AI as a Crucial Catalyst for Future Growth and Customer Experience Innovation
Throughout his trip, Cho aims to secure top-notch expertise in the AI field, an area that has recently surfaced as a critical turning point in the industry. He plans to leverage this as a springboard for transforming LG’s future business portfolio and revolutionizing the customer experience.
Annually, LG introduces approximately 100 million products to the market. Given a product lifespan of seven years, it’s estimated that nearly 700 million LG products are currently in use worldwide. Furthermore, the usage data gained from customers interacting with these devices exceeds 700 billion hours. Cho anticipates this enormous pool of usage data will help accelerate LG’s AI progression and the 700 million products will function not just as customer touchpoints but also as service platforms.
“AI, Cloud, and Big Data are new opportunities for LG”
Cho commenced his itinerary by hosting a tech conference in North America on the 11th in Cupertino, California.
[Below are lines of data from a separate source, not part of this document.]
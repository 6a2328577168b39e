//! Tree mutation engine for Arbor.
//!
//! Trees are immutable and content-addressed. Every mutation reads the trees
//! on the path from the root to the target, rebuilds exactly those, and
//! returns a new root. Entries off the path keep their ids, so two roots
//! produced from one another share every untouched subtree.
//!
//! - [`path`] normalizes user-supplied path strings into segments.
//! - [`state`] models a root that may be pruned away entirely.
//! - [`engine`] implements resolve, upsert, remove and leaf counting.

pub mod engine;
pub mod error;
pub mod path;
pub mod state;

pub use engine::{count_leaves, list, remove, resolve, upsert, upsert_with_mode, ResolvedEntry};
pub use error::{Result, TreeError};
pub use path::{PathError, RepoPath};
pub use state::TreeState;
use arbor_store::StoreError;
use thiserror::Error;

#[derive(Debug, Error)]
pub enum TreeError {
    /// A segment is missing, or a non-terminal segment is a file.
    #[error("path not found: {path}")]
    NotFound { path: String },

    #[error("not a directory: {path}")]
    NotADirectory { path: String },

    /// Leaves written by upsert must be file modes.
    #[error("cannot write a directory mode at leaf {path}")]
    InvalidLeafMode { path: String },

    #[error("store error: {0}")]
    Store(#[from] StoreError),
}

pub type Result<T> = std::result::Result<T, TreeError>;
//! The optimistic concurrency controller.
//!
//! Objects are append-only and immutable, so nothing in Arbor locks trees or
//! blobs. The single serialization point is the reference update below:
//! single-writer-wins per reference, no queuing and no retry. A losing writer
//! has already written its commit; that commit is unreachable until the
//! caller retries the whole logical operation against the new tip.

use arbor_store::ObjectStore;
use arbor_types::ObjectId;
use tracing::{debug, warn};

use crate::error::{RefError, Result};

/// Advance `name` from `expected` to `new`.
///
/// `expected` is the tip the caller read before computing its change
/// (`None` if the reference did not exist). If the current value differs,
/// fails with [`RefError::ConcurrencyConflict`] and leaves the reference
/// untouched. The final write goes through [`ObjectStore::update_ref`], which
/// re-checks under the store's own lock, so a writer racing in between still
/// loses.
pub async fn compare_and_swap_ref(
    store: &dyn ObjectStore,
    name: &str,
    expected: Option<ObjectId>,
    new: ObjectId,
) -> Result<()> {
    let actual = store.read_ref(name).await?;
    if actual != expected {
        warn!(
            reference = name,
            expected = ?expected.map(|id| id.short_hex()),
            actual = ?actual.map(|id| id.short_hex()),
            "ref moved before update"
        );
        return Err(RefError::ConcurrencyConflict {
            name: name.to_string(),
            expected,
            actual,
        });
    }

    store.update_ref(name, expected, new).await.map_err(|e| {
        let err = RefError::from(e);
        if matches!(err, RefError::ConcurrencyConflict { .. }) {
            warn!(reference = name, "ref moved during update");
        }
        err
    })?;
    debug!(reference = name, new = %new.short_hex(), "compare-and-swap succeeded");
    Ok(())
}
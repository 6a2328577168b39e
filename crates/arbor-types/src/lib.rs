//! Foundation types for Arbor.
//!
//! Every other Arbor crate depends on `arbor-types` for [`ObjectId`], the
//! content identifier handed out by the object store for blobs, trees and
//! commits.

pub mod error;
pub mod object;

pub use error::TypeError;
pub use object::ObjectId;
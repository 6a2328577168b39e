//! File content decoding and directory listings.

use arbor_store::{EntryKind, EntryMode};
use arbor_types::ObjectId;
use serde::{Deserialize, Serialize};

use crate::error::{Error, Result};

/// How [`Repository::read_file`](crate::Repository::read_file) should
/// return content.
#[derive(Clone, Copy, Debug, Default, PartialEq, Eq, Serialize, Deserialize)]
#[serde(rename_all = "lowercase")]
pub enum Encoding {
    /// UTF-8 text; binary content is an error.
    Text,
    /// Bytes as stored.
    Raw,
    /// Text unless the content looks binary or is not UTF-8.
    #[default]
    Auto,
}

#[derive(Clone, Debug, PartialEq, Eq)]
pub enum Content {
    Text(String),
    Raw(Vec<u8>),
}

impl Content {
    pub fn as_bytes(&self) -> &[u8] {
        match self {
            Self::Text(s) => s.as_bytes(),
            Self::Raw(b) => b,
        }
    }

    pub fn as_text(&self) -> Option<&str> {
        match self {
            Self::Text(s) => Some(s),
            Self::Raw(_) => None,
        }
    }

    pub fn into_bytes(self) -> Vec<u8> {
        match self {
            Self::Text(s) => s.into_bytes(),
            Self::Raw(b) => b,
        }
    }
}

#[derive(Clone, Debug, PartialEq, Eq)]
pub struct FileContent {
    pub content: Content,
    pub mode: EntryMode,
    pub object_id: ObjectId,
}

/// One entry of a directory listing.
#[derive(Clone, Debug, PartialEq, Eq, Serialize, Deserialize)]
pub struct DirEntry {
    pub name: String,
    /// Full path from the repository root.
    pub path: String,
    pub kind: EntryKind,
    pub mode: EntryMode,
    pub object_id: ObjectId,
}

/// A zero byte within the first `limit` bytes marks content as binary.
pub fn looks_binary(data: &[u8], limit: usize) -> bool {
    data[..data.len().min(limit)].contains(&0)
}

pub(crate) fn decode(path: &str, data: Vec<u8>, encoding: Encoding, limit: usize) -> Result<Content> {
    let binary = || Error::BinaryFile {
        path: path.to_string(),
    };
    match encoding {
        Encoding::Raw => Ok(Content::Raw(data)),
        Encoding::Text => {
            if looks_binary(&data, limit) {
                return Err(binary());
            }
            String::from_utf8(data).map(Content::Text).map_err(|_| binary())
        }
        Encoding::Auto => {
            if looks_binary(&data, limit) {
                return Ok(Content::Raw(data));
            }
            Ok(match String::from_utf8(data) {
                Ok(text) => Content::Text(text),
                Err(e) => Content::Raw(e.into_bytes()),
            })
        }
    }
}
This program is aimed at drawing in top-notch talent from abroad. Key participants included LG’s AI Lab management team and executives from LG’s various businesses including Park Hyoung-sei, president of the LG Home Entertainment Company; Eun Seok-hyun, president of LG Vehicle component Solutions Company; Dr. Kim Byoung-hoon, CTO and executive vice president; Kim Weon-bum, CHO and executive vice president; and Dr. Sokwoo Rhee, head of LG’s North America Innovation Center.
LG extended invitations to about 50 AI experts currently working in large tech firms and startups in the Bay Area, as well as doctoral researchers from renowned universities in North America. The conference focused on discussions about the company’s vision, R&D strategy and the future trajectory of AI technology development.
Cho expressed, “In the face of transformative shifts such as electrification, servitization and digitalization sweeping across diverse industries, the application of AI, cloud and big data is paving the way for novel approaches and opportunities.” He further elaborated, “These emerging opportunities represent a new potential frontier for us, given our extensive accumulation of core technologies and expertise.”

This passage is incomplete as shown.